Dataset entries

%%

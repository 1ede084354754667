//! Reusable test utilities for exercising the session actor without a real
//! socket.
//!
//! [`MockTransport`] hands out in-memory reader/writer pairs. Each connection
//! attempt consumes one pre-approved [`MockSession`]; an attempt with nothing
//! queued fails, which is how tests emulate an unreachable endpoint. Queuing
//! several sessions lets a test walk the actor through full reconnect cycles.

use std::collections::VecDeque;
use std::pin::Pin;
use std::sync::Arc;
use std::task::{Context, Poll};
use std::time::Duration;

use bytes::Bytes;
use futures_util::Sink;
use tokio::sync::{Mutex, mpsc};

use crate::core::{Frame, TelemetryError};
use crate::transport::{Transport, TransportConnectFuture};

type SessionEndpoints = (
    mpsc::UnboundedReceiver<Result<Frame, TelemetryError>>,
    mpsc::UnboundedSender<Frame>,
);

#[derive(Default)]
struct MockState {
    pending: VecDeque<SessionEndpoints>,
    connects: usize,
}

/// A transport backed by in-memory channels.
#[derive(Clone, Default)]
pub struct MockTransport {
    state: Arc<Mutex<MockState>>,
}

impl MockTransport {
    /// Build a transport + server control pair.
    pub fn with_server() -> (Self, MockServer) {
        let transport = Self::default();
        let server = MockServer {
            state: Arc::clone(&transport.state),
        };
        (transport, server)
    }
}

impl Transport for MockTransport {
    type Reader = MockReader;
    type Writer = MockWriter;

    fn connect(&self, _url: String) -> TransportConnectFuture<Self::Reader, Self::Writer> {
        let state = Arc::clone(&self.state);
        Box::pin(async move {
            let mut state = state.lock().await;
            state.connects += 1;
            let (inbound_rx, outbound_tx) = state.pending.pop_front().ok_or_else(|| {
                TelemetryError::ConnectionFailed("mock endpoint unreachable".to_string())
            })?;
            Ok((
                MockReader { rx: inbound_rx },
                MockWriter { tx: outbound_tx },
            ))
        })
    }
}

/// Server-side test handle paired with [`MockTransport`].
pub struct MockServer {
    state: Arc<Mutex<MockState>>,
}

impl MockServer {
    /// Approve the next connection attempt and return its session handle.
    pub async fn allow_connection(&self) -> MockSession {
        let (inbound_tx, inbound_rx) = mpsc::unbounded_channel();
        let (outbound_tx, outbound_rx) = mpsc::unbounded_channel();
        self.state
            .lock()
            .await
            .pending
            .push_back((inbound_rx, outbound_tx));
        MockSession {
            inbound_tx,
            outbound_rx,
        }
    }

    /// Total connection attempts observed, successful or not.
    pub async fn connect_count(&self) -> usize {
        self.state.lock().await.connects
    }
}

/// One accepted connection as seen from the server side.
pub struct MockSession {
    inbound_tx: mpsc::UnboundedSender<Result<Frame, TelemetryError>>,
    outbound_rx: mpsc::UnboundedReceiver<Frame>,
}

impl MockSession {
    /// Push a UTF-8 payload to the actor as websocket text.
    pub fn send_text(&self, text: impl AsRef<str>) -> bool {
        self.inbound_tx
            .send(Ok(Frame::Text(Bytes::copy_from_slice(
                text.as_ref().as_bytes(),
            ))))
            .is_ok()
    }

    /// Surface a read error on the actor's reader.
    pub fn send_read_error(&self, message: impl Into<String>) -> bool {
        self.inbound_tx
            .send(Err(TelemetryError::TransportError {
                context: "read",
                error: message.into(),
            }))
            .is_ok()
    }

    /// Simulate a server-side socket drop; the actor's reader sees end of
    /// stream.
    pub fn drop_socket(self) {}

    /// Receive a frame written by the actor, with a timeout.
    pub async fn recv_outbound(&mut self, timeout: Duration) -> Option<Frame> {
        tokio::time::timeout(timeout, self.outbound_rx.recv())
            .await
            .unwrap_or_default()
    }
}

/// Reader side for [`MockTransport`].
pub struct MockReader {
    rx: mpsc::UnboundedReceiver<Result<Frame, TelemetryError>>,
}

impl futures_util::Stream for MockReader {
    type Item = Result<Frame, TelemetryError>;

    fn poll_next(mut self: Pin<&mut Self>, cx: &mut Context<'_>) -> Poll<Option<Self::Item>> {
        Pin::new(&mut self.rx).poll_recv(cx)
    }
}

/// Writer side for [`MockTransport`].
pub struct MockWriter {
    tx: mpsc::UnboundedSender<Frame>,
}

impl Sink<Frame> for MockWriter {
    type Error = TelemetryError;

    fn poll_ready(self: Pin<&mut Self>, _cx: &mut Context<'_>) -> Poll<Result<(), Self::Error>> {
        Poll::Ready(Ok(()))
    }

    fn start_send(self: Pin<&mut Self>, item: Frame) -> Result<(), Self::Error> {
        self.get_mut()
            .tx
            .send(item)
            .map_err(|_| TelemetryError::TransportError {
                context: "mock_transport_write",
                error: "mock outbound channel closed".to_string(),
            })
    }

    fn poll_flush(self: Pin<&mut Self>, _cx: &mut Context<'_>) -> Poll<Result<(), Self::Error>> {
        Poll::Ready(Ok(()))
    }

    fn poll_close(self: Pin<&mut Self>, _cx: &mut Context<'_>) -> Poll<Result<(), Self::Error>> {
        Poll::Ready(Ok(()))
    }
}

%%

• YOUR TASK: Determine how many lines above contain "bool" and respond with that number only.

• EXERCISE RESPONSE: 2